At Kittilä itself, six diamond drills continue to operate. Four drill rigs are located on the property covered by the Kittilä mining lease, including an underground drill. These machines are dedicated to further definition of the current reserves and resources and are attempting to extend the resources at depth and along strike. The remaining two drills continue to be focused on exploration outside of the Kittilä mining lease along the Suurikuusikko Trend. AEM has claims covering the whole 25-km-long structure, Haga remarked.

According to Sean Boyd, vice chairman and CEO of AEM, the recent exploration success at Kittilä provides optimism that this property is just one of several in the company’s portfolio that could ultimately grow to contain more than 5 million oz of gold reserves.
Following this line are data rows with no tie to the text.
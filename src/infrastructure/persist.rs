//! Fingerprint-addressed on-disk store for realized environments.
//!
//! Enables fast reactivation when the in-memory history is gone (a new
//! process) but the artifacts are still on disk. Strictly an
//! optimization: every failure path degrades to a miss, and a stored
//! environment is only reused after its fingerprint is verified against
//! the requested one.

use std::path::{Path, PathBuf};

use async_trait::async_trait;
use tracing::{debug, warn};

use crate::domain::models::{Fingerprint, RealizedEnv};
use crate::domain::ports::ProfilePersistence;

/// JSON-file persistence rooted at a cache directory.
#[derive(Debug, Clone)]
pub struct ProfileStore {
    root: PathBuf,
}

impl ProfileStore {
    pub fn new(root: impl Into<PathBuf>) -> Self {
        Self { root: root.into() }
    }

    pub fn root(&self) -> &Path {
        &self.root
    }

    fn path_for(&self, fingerprint: &Fingerprint) -> PathBuf {
        self.root.join(format!("{}.json", fingerprint.digest()))
    }
}

#[async_trait]
impl ProfilePersistence for ProfileStore {
    async fn load(&self, fingerprint: &Fingerprint) -> Option<RealizedEnv> {
        let path = self.path_for(fingerprint);
        let bytes = match tokio::fs::read(&path).await {
            Ok(bytes) => bytes,
            Err(err) if err.kind() == std::io::ErrorKind::NotFound => return None,
            Err(err) => {
                warn!(path = %path.display(), error = %err, "could not read persisted environment");
                return None;
            }
        };
        let env: RealizedEnv = match serde_json::from_slice(&bytes) {
            Ok(env) => env,
            Err(err) => {
                warn!(path = %path.display(), error = %err, "persisted environment is corrupt");
                return None;
            }
        };
        // A stored fingerprint that does not match the requested one is
        // a miss, not an error.
        if &env.fingerprint != fingerprint {
            warn!(
                path = %path.display(),
                stored = %env.fingerprint.short(),
                requested = %fingerprint.short(),
                "persisted fingerprint mismatch, treating as miss"
            );
            return None;
        }
        debug!(fingerprint = %fingerprint.short(), "loaded persisted environment");
        Some(env)
    }

    async fn store(&self, env: &RealizedEnv) {
        if !env.fingerprint.is_cacheable() {
            return;
        }
        if let Err(err) = tokio::fs::create_dir_all(&self.root).await {
            warn!(root = %self.root.display(), error = %err, "could not create cache directory");
            return;
        }
        let path = self.path_for(&env.fingerprint);
        let json = match serde_json::to_vec_pretty(env) {
            Ok(json) => json,
            Err(err) => {
                warn!(error = %err, "could not serialize environment");
                return;
            }
        };
        if let Err(err) = tokio::fs::write(&path, json).await {
            warn!(path = %path.display(), error = %err, "could not persist environment");
            return;
        }
        debug!(fingerprint = %env.fingerprint.short(), path = %path.display(), "persisted environment");
    }
}

#[cfg(test)]
mod tests {
    use super::*;
    use chrono::Utc;
    use std::collections::BTreeMap;

    fn sample_env(digest: &str, cacheable: bool) -> RealizedEnv {
        RealizedEnv {
            vars: BTreeMap::from([("PATH".to_string(), "/nix/store/x/bin".to_string())]),
            library_paths: vec![PathBuf::from("/nix/store/z/lib")],
            profile: None,
            built_at: Utc::now(),
            fingerprint: Fingerprint::new(digest.to_string(), cacheable),
            stage: 2,
        }
    }

    #[tokio::test]
    async fn store_then_load_roundtrips() {
        let dir = tempfile::tempdir().unwrap();
        let store = ProfileStore::new(dir.path());
        let env = sample_env("abc123", true);

        store.store(&env).await;
        let loaded = store.load(&env.fingerprint).await.unwrap();
        assert_eq!(loaded, env);
    }

    #[tokio::test]
    async fn profile_hint_round_trips() {
        let dir = tempfile::tempdir().unwrap();
        let store = ProfileStore::new(dir.path());
        let env = RealizedEnv {
            profile: Some(PathBuf::from(".nixforge/cache/abc123-profile")),
            ..sample_env("abc123", true)
        };

        store.store(&env).await;
        let loaded = store.load(&env.fingerprint).await.unwrap();
        assert_eq!(loaded.profile, env.profile);
    }

    #[tokio::test]
    async fn missing_file_is_a_miss() {
        let dir = tempfile::tempdir().unwrap();
        let store = ProfileStore::new(dir.path());
        let fp = Fingerprint::new("nothere".to_string(), true);
        assert!(store.load(&fp).await.is_none());
    }

    #[tokio::test]
    async fn impure_environments_are_not_persisted() {
        let dir = tempfile::tempdir().unwrap();
        let store = ProfileStore::new(dir.path());
        let env = sample_env("impure1", false);

        store.store(&env).await;
        assert!(store.load(&env.fingerprint).await.is_none());
    }

    #[tokio::test]
    async fn fingerprint_mismatch_is_a_miss() {
        let dir = tempfile::tempdir().unwrap();
        let store = ProfileStore::new(dir.path());
        let env = sample_env("real", true);
        store.store(&env).await;

        // Write a doctored file under a different digest's path.
        let other = Fingerprint::new("other".to_string(), true);
        tokio::fs::write(
            dir.path().join("other.json"),
            serde_json::to_vec(&env).unwrap(),
        )
        .await
        .unwrap();
        assert!(store.load(&other).await.is_none());
    }

    #[tokio::test]
    async fn corrupt_file_is_a_miss() {
        let dir = tempfile::tempdir().unwrap();
        let store = ProfileStore::new(dir.path());
        let fp = Fingerprint::new("broken".to_string(), true);
        tokio::fs::write(dir.path().join("broken.json"), b"{ not json")
            .await
            .unwrap();
        assert!(store.load(&fp).await.is_none());
    }
}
At December 31, 2007, proven and probable gold reserves hit a record of 16.7 million oz and the company is well positioned to achieve its gold reserve target of 18 million to 20 million oz. Gold resources also continued to grow to record levels. AEM’s indicated mineral resource now stands at 2.8 million oz while the inferred mineral resource stands at 4.7 million oz. Historically, says Agnico-Eagle, the company has had great success in converting its gold resources to reserves. AEM anticipates total gold production between 300,000 and 320,000 oz in 2008, compared with 230,000 oz in 2007, and all the present main projects should be producing within three years, further increasing the company’s output.